With the use of highly active antiretroviral therapy (HAART), plasma viral loads in human immunodeficiency virus (HIV)-infected patients can be maintained for years at levels that are undetectable using standard clinical assays.1–3 Yet during this time, HIV persists in various cellular reservoirs, and if therapy is ceased then viral loads rapidly rebound causing renewed disease progression toward AIDS.4–6 One confirmed reservoir of replication competent HIV is within latently infected CD4+ T cells.7–10 Various methods have been proposed to clear this reservoir, including the combinatorial use of molecules that induce latent virus expression with compounds that specifically kill HIV-infected cells.

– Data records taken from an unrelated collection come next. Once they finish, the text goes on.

//! Transport Layer
//!
//! Turns a classified [`TransportSpec`] into something that produces
//! connections:
//! - passive kinds (Unix socket, TCP, named pipe, Hyper-V accept) become a
//!   [`BoundListener`]
//! - the active kind (Hyper-V connect) becomes a [`Dial`] procedure
//!
//! # Platform Support
//!
//! | Kind            | Unix | Windows |
//! |-----------------|------|---------|
//! | `file://`       | yes  | no      |
//! | `tcp://`        | yes  | yes     |
//! | named pipe      | no   | yes     |
//! | `hyperv-*://`   | no   | yes     |
//!
//! Unsupported kinds fail at bind time with [`BindError::Unsupported`],
//! which is fatal like any other bind failure.

#[cfg(any(windows, test))]
pub mod blocking_accept;
pub mod connection;
#[cfg(windows)]
pub mod hyperv;
pub mod listener;
#[cfg(windows)]
pub mod named_pipe;

use std::io;

use async_trait::async_trait;
use thiserror::Error;
use tokio::net::TcpSocket;

use crate::target::TransportSpec;

// Re-exports for convenience
pub use connection::{Connection, ConnectionId, Stream};
pub use listener::{BoundListener, Listener};

/// Errors that prevent a target from being bound or dialed at all
#[derive(Debug, Error)]
pub enum BindError {
    /// The OS refused to create or bind the endpoint
    #[error("failed to bind {target}: {source}")]
    Io {
        /// Target as displayed by [`TransportSpec`]
        target: String,
        /// The underlying IO error
        #[source]
        source: io::Error,
    },

    /// A Hyper-V VM or service id is not a GUID
    #[error("invalid hypervisor socket address in {target}: {source}")]
    InvalidAddress {
        /// Target as displayed by [`TransportSpec`]
        target: String,
        /// The GUID parse error
        #[source]
        source: uuid::Error,
    },

    /// This transport kind does not exist on the current platform
    #[error("{target}: transport not supported on this platform")]
    Unsupported {
        /// Target as displayed by [`TransportSpec`]
        target: String,
    },
}

impl BindError {
    /// Wrap an IO error with the target it happened on
    pub fn io(target: impl ToString, source: io::Error) -> Self {
        Self::Io {
            target: target.to_string(),
            source,
        }
    }

    /// The target this error is about
    #[must_use]
    pub fn target(&self) -> &str {
        match self {
            Self::Io { target, .. }
            | Self::InvalidAddress { target, .. }
            | Self::Unsupported { target } => target,
        }
    }
}

/// Outbound connection procedure for active transport kinds
///
/// Every call opens a fresh client endpoint. A failed attempt must leave
/// nothing open behind it.
#[async_trait]
pub trait Dial: Send + Sync {
    /// Attempt one outbound connection
    async fn dial(&self) -> io::Result<Connection>;

    /// Human-readable description of where this dials to
    fn describe(&self) -> String;
}

/// What a target materializes into
pub enum Endpoint {
    /// Bound resource for a passive kind
    Listen(BoundListener),
    /// Dial procedure for the active kind
    Dial(Box<dyn Dial>),
}

impl std::fmt::Debug for Endpoint {
    fn fmt(&self, f: &mut std::fmt::Formatter<'_>) -> std::fmt::Result {
        match self {
            Self::Listen(bound) => f.debug_tuple("Listen").field(bound).finish(),
            Self::Dial(dialer) => f.debug_tuple("Dial").field(&dialer.describe()).finish(),
        }
    }
}

/// Acquire the resource for a target
///
/// # Errors
///
/// Returns [`BindError`] when the endpoint cannot be created, resolved or
/// bound, or when the kind is unsupported on this platform.
pub async fn materialize(spec: &TransportSpec) -> Result<Endpoint, BindError> {
    match spec {
        TransportSpec::Unix { path } => bind_unix(spec, path).await,
        TransportSpec::Tcp { host, port } => bind_tcp(spec, host, *port).await,
        TransportSpec::NamedPipe { path } => bind_named_pipe(spec, path),
        TransportSpec::HyperVAccept(address) => bind_hyperv(spec, address),
        TransportSpec::HyperVConnect(address) => dialer_hyperv(spec, address),
    }
}

#[cfg(unix)]
async fn bind_unix(spec: &TransportSpec, path: &std::path::Path) -> Result<Endpoint, BindError> {
    if let Some(parent) = path.parent() {
        if !parent.as_os_str().is_empty() {
            tokio::fs::create_dir_all(parent)
                .await
                .map_err(|e| BindError::io(spec, e))?;
        }
    }

    // Remove stale socket file
    match tokio::fs::remove_file(path).await {
        Ok(()) => tracing::debug!(path = ?path, "Removed stale socket file"),
        Err(e) if e.kind() == io::ErrorKind::NotFound => {}
        Err(e) => return Err(BindError::io(spec, e)),
    }

    let socket = tokio::net::UnixSocket::new_stream().map_err(|e| BindError::io(spec, e))?;
    socket.bind(path).map_err(|e| BindError::io(spec, e))?;

    tracing::debug!(path = ?path, "Bound Unix socket");
    Ok(Endpoint::Listen(BoundListener::Unix {
        socket,
        path: path.to_path_buf(),
    }))
}

#[cfg(not(unix))]
async fn bind_unix(spec: &TransportSpec, _path: &std::path::Path) -> Result<Endpoint, BindError> {
    Err(BindError::Unsupported {
        target: spec.to_string(),
    })
}

async fn bind_tcp(spec: &TransportSpec, host: &str, port: u16) -> Result<Endpoint, BindError> {
    let addr = tokio::net::lookup_host((host, port))
        .await
        .map_err(|e| BindError::io(spec, e))?
        .next()
        .ok_or_else(|| {
            BindError::io(
                spec,
                io::Error::new(io::ErrorKind::AddrNotAvailable, "no resolved addresses"),
            )
        })?;

    let socket = if addr.is_ipv4() {
        TcpSocket::new_v4()
    } else {
        TcpSocket::new_v6()
    }
    .map_err(|e| BindError::io(spec, e))?;

    #[cfg(unix)]
    socket
        .set_reuseaddr(true)
        .map_err(|e| BindError::io(spec, e))?;
    socket.bind(addr).map_err(|e| BindError::io(spec, e))?;

    tracing::debug!(addr = %addr, "Bound TCP socket");
    Ok(Endpoint::Listen(BoundListener::Tcp(socket)))
}

#[cfg(windows)]
fn bind_named_pipe(spec: &TransportSpec, path: &str) -> Result<Endpoint, BindError> {
    let pipe = named_pipe::PipeListener::bind(path).map_err(|e| BindError::io(spec, e))?;
    Ok(Endpoint::Listen(BoundListener::NamedPipe(pipe)))
}

#[cfg(not(windows))]
fn bind_named_pipe(spec: &TransportSpec, _path: &str) -> Result<Endpoint, BindError> {
    Err(BindError::Unsupported {
        target: spec.to_string(),
    })
}

#[cfg(windows)]
fn bind_hyperv(
    spec: &TransportSpec,
    address: &crate::target::HyperVAddress,
) -> Result<Endpoint, BindError> {
    let endpoint = hyperv::HvEndpoint::resolve(address).map_err(|source| {
        BindError::InvalidAddress {
            target: spec.to_string(),
            source,
        }
    })?;
    let socket = hyperv::HyperVSocket::bind(endpoint, spec.to_string())
        .map_err(|e| BindError::io(spec, e))?;
    Ok(Endpoint::Listen(BoundListener::HyperV(socket)))
}

#[cfg(not(windows))]
fn bind_hyperv(
    spec: &TransportSpec,
    _address: &crate::target::HyperVAddress,
) -> Result<Endpoint, BindError> {
    Err(BindError::Unsupported {
        target: spec.to_string(),
    })
}

#[cfg(windows)]
fn dialer_hyperv(
    spec: &TransportSpec,
    address: &crate::target::HyperVAddress,
) -> Result<Endpoint, BindError> {
    Ok(Endpoint::Dial(Box::new(hyperv::HyperVDialer::new(
        address.clone(),
        spec.to_string(),
    ))))
}

#[cfg(not(windows))]
fn dialer_hyperv(
    spec: &TransportSpec,
    _address: &crate::target::HyperVAddress,
) -> Result<Endpoint, BindError> {
    Err(BindError::Unsupported {
        target: spec.to_string(),
    })
}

A wide range of cytokines, antibodies, and other molecules is capable of stimulating HIV from latency,11–15 and it has been suggested that use of anti-HIV envelope (Env) immunotoxins (ITs) may accelerate the elimination of infected cells activated by such agents.16 ITs are hybrid molecules consisting of a targeting domain derived from a monoclonal antibody linked to a toxic moiety.17,18 Certain ITs and related targeted toxins have proven clinically useful as anticancer therapies,19–21 and in the context of HIV, various ITs have been developed that are effective against HIV-infected T cells and macrophages.22–24 We have previously shown that one such anti-gp120 IT can be used to kill latently infected T cells after stimulation ex vivo.25 However, the effect that such “activation–elimination” strategies would have on other persistent viral reservoirs is uncertain.

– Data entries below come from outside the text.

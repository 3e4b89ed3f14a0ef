//! Connection Stream
//!
//! Every transport kind produces a different tokio stream type. They are
//! erased into one [`Connection`] so the session layer and the external
//! protocol never see which transport a client came in on.

use std::fmt;
use std::io;
use std::pin::Pin;
use std::sync::atomic::{AtomicU64, Ordering};
use std::task::{Context, Poll};

use tokio::io::{AsyncRead, AsyncWrite, AsyncWriteExt, ReadBuf};

/// Unique identifier for one accepted or dialed connection
#[derive(Clone, Copy, Debug, PartialEq, Eq, Hash)]
pub struct ConnectionId(u64);

impl ConnectionId {
    /// Allocate the next process-unique connection ID
    #[must_use]
    pub fn new() -> Self {
        static COUNTER: AtomicU64 = AtomicU64::new(1);
        Self(COUNTER.fetch_add(1, Ordering::SeqCst))
    }

    /// Get the raw numeric value
    #[must_use]
    pub fn as_u64(&self) -> u64 {
        self.0
    }
}

impl Default for ConnectionId {
    fn default() -> Self {
        Self::new()
    }
}

impl fmt::Display for ConnectionId {
    fn fmt(&self, f: &mut fmt::Formatter<'_>) -> fmt::Result {
        write!(f, "conn-{}", self.0)
    }
}

/// Any bidirectional byte stream a transport can hand out
pub trait Stream: AsyncRead + AsyncWrite + Send + Unpin {}

impl<T: AsyncRead + AsyncWrite + Send + Unpin> Stream for T {}

/// An open byte stream with one peer
///
/// Owned by exactly one session. Dropping it closes the underlying
/// transport; [`Connection::close`] additionally flushes and shuts down the
/// write side first.
pub struct Connection {
    id: ConnectionId,
    peer: String,
    stream: Box<dyn Stream>,
}

impl Connection {
    /// Wrap a transport stream, allocating a fresh [`ConnectionId`]
    pub fn new(stream: impl Stream + 'static, peer: impl Into<String>) -> Self {
        Self {
            id: ConnectionId::new(),
            peer: peer.into(),
            stream: Box::new(stream),
        }
    }

    /// The connection's ID
    #[must_use]
    pub fn id(&self) -> ConnectionId {
        self.id
    }

    /// Informational description of the peer (address, pipe name, ...)
    #[must_use]
    pub fn peer(&self) -> &str {
        &self.peer
    }

    /// Flush and shut down the write half
    ///
    /// # Errors
    ///
    /// Returns the transport error; a peer that already went away typically
    /// reports `BrokenPipe` or `NotConnected` here.
    pub async fn close(&mut self) -> io::Result<()> {
        self.stream.shutdown().await
    }
}

impl fmt::Debug for Connection {
    fn fmt(&self, f: &mut fmt::Formatter<'_>) -> fmt::Result {
        f.debug_struct("Connection")
            .field("id", &self.id)
            .field("peer", &self.peer)
            .finish_non_exhaustive()
    }
}

impl AsyncRead for Connection {
    fn poll_read(
        self: Pin<&mut Self>,
        cx: &mut Context<'_>,
        buf: &mut ReadBuf<'_>,
    ) -> Poll<io::Result<()>> {
        Pin::new(&mut self.get_mut().stream).poll_read(cx, buf)
    }
}

impl AsyncWrite for Connection {
    fn poll_write(
        self: Pin<&mut Self>,
        cx: &mut Context<'_>,
        buf: &[u8],
    ) -> Poll<io::Result<usize>> {
        Pin::new(&mut self.get_mut().stream).poll_write(cx, buf)
    }

    fn poll_flush(self: Pin<&mut Self>, cx: &mut Context<'_>) -> Poll<io::Result<()>> {
        Pin::new(&mut self.get_mut().stream).poll_flush(cx)
    }

    fn poll_shutdown(self: Pin<&mut Self>, cx: &mut Context<'_>) -> Poll<io::Result<()>> {
        Pin::new(&mut self.get_mut().stream).poll_shutdown(cx)
    }
}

In addition to latently infected CD4+ T cells, macrophages may also play a role in HIV persistence during therapy. Notably, in contrast to activated CD4+ T cells,26–28 macrophages are relatively resistant to the cytopathic effects of HIV, and can continue producing virus for weeks or months after infection in culture.29–31 While the frequency of persistently infected macrophages in patients undergoing HAART is not clear, this capacity for long-term chronic infection potentially allows infected macrophages in vivo to produce virus for months after initiation of HAART. Similarly, any temporal or spatial reductions in drug concentrations during HAART may lead to a “topping up” of the macrophage reservoir that could take months to reverse. Productively infected monocytes have been isolated from patients on HAART with sustained viral loads below 50 copies/ml,32–34 and although this observation requires further investigation, it does lend weight to the notion that monocyte/macrophage cells may represent an independent reservoir of replication-competent HIV in some patients. Macrophages are also the principal target cell type in potential anatomical reservoirs such as the central nervous system,35–37 where suboptimal drug concentrations may allow continued low-level virus replication with the potential to reseed the lymphoid system upon cessation of therapy.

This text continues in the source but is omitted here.